На перроне нас уже ждал Бронников. Гладко выбритый, подтянутый, в окружении чемоданов, баулов и ящиков, он стоял под перронными часами, будто занял это место ещё с вечера.

– Значит так! – опять взглянул на свои большущие часы. – Я с утра в управлении дороги. Вы здесь, на вокзале. Скорее всего, поезд будет днем, какой, ещё не знаю. Но завтра надо обязательно быть в Борзе… Не разбредаться, не лезть куда не нужно, не хулиганить. За старшего Ходоркин. Ясно?

– Ясно! – уныло ответили мы.

– Вот и ладненько! – впервые улыбнулся Бронников, как-то сразу изменив «палочную» атмосферу.

– Сергей Брониславович! – тут же воспользовался Генка. – Можно мы вещи сдадим в камеру хранения, а сами немного город посмотрим?

– Ну, если обещаете, что к часу дня будете стоять под этими часами, то можно.

– Обещаем, конечно! – звонко загалдели, закивали бойко.

Сбросив в полупустой камере объемный багаж (везли ещё и приборы), сорвавшимися с повода мустангами ринулись на привокзальную площадь в ожидании увидеть город на уровне прекрасной Ингоды, но увы…

Большую пыльную площадь с чахлой тополиной растительностью венчало здоровенное здание, украшенное помпезной колоннадой. За версту было видно, что тут размещается власть, причём абсолютно непреклонная. За колоннадой, сколько хватало взора (с небольшим вкраплением безликих типовых пятиэтажек), растекалось почерневшее от времени и воздействий суровой природы рубленное топором деревянное пространство, подчеркивающее, что большую часть года в этих местах не солнце греет, как сейчас, а лютуют свирепые забайкальские морозы. Можно, конечно, удивляться директивной изобретательности социалистического зодчества, сумевшей создать архитектуру, не оставляющую никаких сомнений, что именно тут расположена столица знаменитой российской каторги. Если согласиться с утверждением, что архитектура – это застывшая музыка, то далее похоронного марша фантазий не хватает.

Несомненно, именно от гонимого ими царского режима большевики переняли месторасположение самых известных отечественных острогов и продвинули их значимость в жизни народа до массовых сердечных судорог. Лучше и не придумаешь! Вслушайтесь в кандальную «мелодию» только одних названий: Нерчинск, Сретенск, Балей, Петровск-Забайкальский, Кокуй, Хапчеранга. В каждой «ноте» звучит далекий отзвук Дворцовой площади и Петропавловской крепости. Без малого двести лет пролетело, как государь-император Николай I определил эти места для охлаждения вольнодумствующих и строптивых, а «во глубине сибирских руд» по сию пору ничего не изменилось. Все так же приходится уповать «на гордое терпение». Вот только «терпил» стало в тысячи раз больше.

Я думаю, что на белом свете не так много мест более страшных, чем российская каторга. Мест, где социальные «недуги» (любого, кстати, общества: царизма, социализма, демократии) лечили, лечат и, скорее всего, будут лечить не столько лишением свободы, сколько разнузданным и поощряемым властью уничтожением личности через ее крайнее унижение и ничем не ограниченным изобретательным скотством.
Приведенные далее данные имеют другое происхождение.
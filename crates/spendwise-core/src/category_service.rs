//! Per-category spending breakdown.

use std::collections::HashMap;

use tracing::debug;

use spendwise_domain::{
    category_color, chart_color, Amounted, CategoryTotal, Expense, FALLBACK_CATEGORY_COLOR,
};

pub struct CategoryService;

impl CategoryService {
    /// Groups expenses by exact category string and sums them.
    ///
    /// Output order is the order in which each category first appears in `expenses`;
    /// it drives legend and bar order, so it is never re-sorted here. The n-th group
    /// takes chart colour `n % palette size`. Expenses with a blank category form an
    /// `Other` group that keeps its position but uses the fallback colour.
    pub fn breakdown(expenses: &[Expense]) -> Vec<CategoryTotal> {
        let mut totals: Vec<CategoryTotal> = Vec::new();
        let mut positions: HashMap<&str, usize> = HashMap::new();

        for expense in expenses {
            let label = expense.category_label();
            let position = *positions.entry(label).or_insert_with(|| {
                let index = totals.len();
                let color = if expense.is_uncategorized() {
                    FALLBACK_CATEGORY_COLOR
                } else {
                    chart_color(index)
                };
                totals.push(CategoryTotal {
                    name: label.to_string(),
                    amount: 0.0,
                    color: color.to_string(),
                    count: 0,
                });
                index
            });
            let entry = &mut totals[position];
            entry.amount += expense.effective_amount();
            entry.count += 1;
        }

        debug!(categories = totals.len(), "computed category breakdown");
        totals
    }

    /// First `limit` categories of a breakdown, in breakdown order.
    pub fn top_categories(breakdown: &[CategoryTotal], limit: usize) -> Vec<CategoryTotal> {
        breakdown.iter().take(limit).cloned().collect()
    }

    /// Card colour for a category name (case-insensitive).
    pub fn color_for(category: &str) -> &'static str {
        category_color(category)
    }
}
Все мои посещения подобных заведений (слава Богу, только в качестве профессионального созерцателя) заканчивались всегда ощущением непроходящего ужаса и мучительными размышлениями – как это возможно в стране, где уже были Спас на Нерли и Эрмитаж.
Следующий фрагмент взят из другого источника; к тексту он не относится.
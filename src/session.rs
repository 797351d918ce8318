//! Explicit session context: who is signed in, the latest snapshot pushed by the
//! store, the clock that supplies "today", and the aggregation settings.

use std::sync::{Arc, RwLock};

use chrono::NaiveDate;
use serde::{Deserialize, Serialize};
use tracing::{debug, info};
use uuid::Uuid;

use spendwise_core::{
    snapshot_warnings, AggregationSettings, BillService, Clock, CoreError, CurrencyFormatter,
    Reminder, ReminderService, ReportService, SearchService, TrendService,
};
use spendwise_domain::{
    Bill, BillStatus, DashboardSummary, Expense, Income, ReportPeriod, ReportSummary, Snapshot,
    TrendPoint,
};

use crate::store::{RecordStore, Subscription};

/// Signed-in user as reported by the identity provider.
#[derive(Debug, Clone, Serialize, Deserialize, PartialEq, Eq)]
#[serde(rename_all = "camelCase")]
pub struct User {
    pub uid: String,
    #[serde(default, skip_serializing_if = "Option::is_none")]
    pub email: Option<String>,
    #[serde(default, skip_serializing_if = "Option::is_none")]
    pub display_name: Option<String>,
}

impl User {
    pub fn new(uid: impl Into<String>) -> Self {
        Self {
            uid: uid.into(),
            email: None,
            display_name: None,
        }
    }

    /// Anonymous user for offline sessions.
    pub fn local() -> Self {
        Self {
            uid: Uuid::new_v4().to_string(),
            email: None,
            display_name: Some("Local user".to_string()),
        }
    }

    pub fn with_email(mut self, email: impl Into<String>) -> Self {
        self.email = Some(email.into());
        self
    }

    pub fn label(&self) -> &str {
        self.display_name
            .as_deref()
            .or(self.email.as_deref())
            .unwrap_or(&self.uid)
    }
}

/// Latest snapshot together with the store revision it came from. `None` until
/// the store has delivered anything.
#[derive(Default)]
struct Latest {
    revision: Option<u64>,
    snapshot: Snapshot,
}

pub struct Session {
    user: User,
    latest: Arc<RwLock<Latest>>,
    clock: Arc<dyn Clock>,
    settings: AggregationSettings,
    subscription: Option<Subscription>,
}

impl Session {
    /// Session that owns its snapshot and is not attached to a store.
    pub fn new(user: User, clock: Arc<dyn Clock>, settings: AggregationSettings) -> Self {
        Self {
            user,
            latest: Arc::new(RwLock::new(Latest::default())),
            clock,
            settings,
            subscription: None,
        }
    }

    /// Subscribes to `store`. A push replaces the session snapshot unless a newer
    /// revision has already arrived.
    pub fn connect(
        user: User,
        store: &dyn RecordStore,
        clock: Arc<dyn Clock>,
        settings: AggregationSettings,
    ) -> Self {
        let mut session = Self::new(user, clock, settings);
        let target = Arc::clone(&session.latest);
        let subscription = store.subscribe(Box::new(move |revision, snapshot| {
            let mut guard = target
                .write()
                .unwrap_or_else(|poisoned| poisoned.into_inner());
            if Some(revision) > guard.revision {
                guard.revision = Some(revision);
                guard.snapshot = snapshot.clone();
            } else {
                debug!(revision, "ignoring stale snapshot");
            }
        }));
        session.subscription = Some(subscription);
        info!(user = %session.user.uid, "session connected to record store");
        session
    }

    pub fn user(&self) -> &User {
        &self.user
    }

    pub fn is_connected(&self) -> bool {
        self.subscription.is_some()
    }

    /// Copy of the latest snapshot.
    pub fn snapshot(&self) -> Snapshot {
        self.latest
            .read()
            .unwrap_or_else(|poisoned| poisoned.into_inner())
            .snapshot
            .clone()
    }

    /// Store revision of the current snapshot, if the store has delivered one.
    pub fn revision(&self) -> Option<u64> {
        self.latest
            .read()
            .unwrap_or_else(|poisoned| poisoned.into_inner())
            .revision
    }

    /// Overrides the snapshot locally. The next store push replaces it again.
    pub fn replace_snapshot(&self, snapshot: Snapshot) {
        let mut guard = self
            .latest
            .write()
            .unwrap_or_else(|poisoned| poisoned.into_inner());
        guard.snapshot = snapshot;
    }

    pub fn today(&self) -> NaiveDate {
        self.clock.today()
    }

    pub fn set_clock(&mut self, clock: Arc<dyn Clock>) {
        self.clock = clock;
    }

    pub fn settings(&self) -> &AggregationSettings {
        &self.settings
    }

    pub fn set_settings(&mut self, settings: AggregationSettings) {
        self.settings = settings;
    }

    pub fn dashboard(&self) -> DashboardSummary {
        self.dashboard_at(self.today())
    }

    pub fn dashboard_at(&self, reference: NaiveDate) -> DashboardSummary {
        let snapshot = self.snapshot();
        ReportService::dashboard(&snapshot, reference, &self.settings)
    }

    pub fn report(&self, period: ReportPeriod) -> ReportSummary {
        let snapshot = self.snapshot();
        ReportService::report(&snapshot, period, self.today(), &self.settings)
    }

    pub fn trend(&self, months: u32) -> Result<Vec<TrendPoint>, CoreError> {
        let snapshot = self.snapshot();
        TrendService::checked_trend(&snapshot.expenses, &snapshot.income, self.today(), months)
    }

    /// Every bill with its status as of today, in store order.
    pub fn bill_statuses(&self) -> Vec<(Bill, BillStatus)> {
        let today = self.today();
        let due_soon_days = self.settings.due_soon_days;
        self.snapshot()
            .bills
            .into_iter()
            .map(|bill| {
                let status = BillService::status(&bill, today, due_soon_days);
                (bill, status)
            })
            .collect()
    }

    pub fn upcoming_bills(&self, sorted: bool) -> Vec<Bill> {
        let snapshot = self.snapshot();
        let horizon = self.settings.bill_horizon_days;
        if sorted {
            BillService::upcoming_sorted(&snapshot.bills, self.today(), horizon)
        } else {
            BillService::upcoming(&snapshot.bills, self.today(), horizon)
        }
    }

    pub fn overdue_bills(&self) -> Vec<Bill> {
        BillService::overdue(&self.snapshot().bills, self.today())
    }

    pub fn pending_reminders(&self, formatter: &dyn CurrencyFormatter) -> Vec<Reminder> {
        let today = self.today();
        let mut reminders =
            ReminderService::pending_bill_reminders(&self.snapshot().bills, today, formatter);
        reminders.push(ReminderService::monthly_report(today));
        reminders
    }

    pub fn search_expenses(&self, query: &str) -> Vec<Expense> {
        let snapshot = self.snapshot();
        SearchService::expenses(&snapshot.expenses, query)
            .into_iter()
            .cloned()
            .collect()
    }

    pub fn search_income(&self, query: &str) -> Vec<Income> {
        let snapshot = self.snapshot();
        SearchService::income(&snapshot.income, query)
            .into_iter()
            .cloned()
            .collect()
    }

    pub fn search_bills(&self, query: &str) -> Vec<Bill> {
        let snapshot = self.snapshot();
        SearchService::bills(&snapshot.bills, query)
            .into_iter()
            .cloned()
            .collect()
    }

    pub fn warnings(&self) -> Vec<String> {
        snapshot_warnings(&self.snapshot())
    }

    /// Signs out: stops listening to the store and clears the snapshot.
    pub fn end(mut self) {
        if let Some(subscription) = self.subscription.take() {
            subscription.cancel();
        }
        self.replace_snapshot(Snapshot::default());
        debug!(user = %self.user.uid, "session ended");
    }
}
pub mod commands;
pub mod context;
pub mod error;
mod help;
pub mod output;
pub mod registry;
pub mod render;
mod shell;

pub use context::{CliMode, ShellContext};
pub use error::{CliError, CommandError, CommandResult};
pub use shell::{run_cli, run_script};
Кинорежиссер Сергей Мирошниченко снял документальную ленту «Русский крест», посвященную великому актеру Георгию Жженову, по велению «вождя народов» отсидевшему лучшие годы в свирепых северных лагерях. Мирошниченко провез Жженова по местам, где тот «тянул срок», и что удивительно, народный артист СССР, награжденный двумя орденами Ленина и почти всеми степенями «За заслуги перед Отечеством», любимец публики, создавший образы боевых генералов, утонченных аристократов, благородных милиционеров и проницательных следователей, как только вновь приблизился к «шконке», сразу превратился во «фраера мутной воды», со взглядом исподлобья и хрипучим жаргоном, где в одном слове пять смыслов. Он давным-давно не в зоне, да вот зона никак не хочет уходить из него.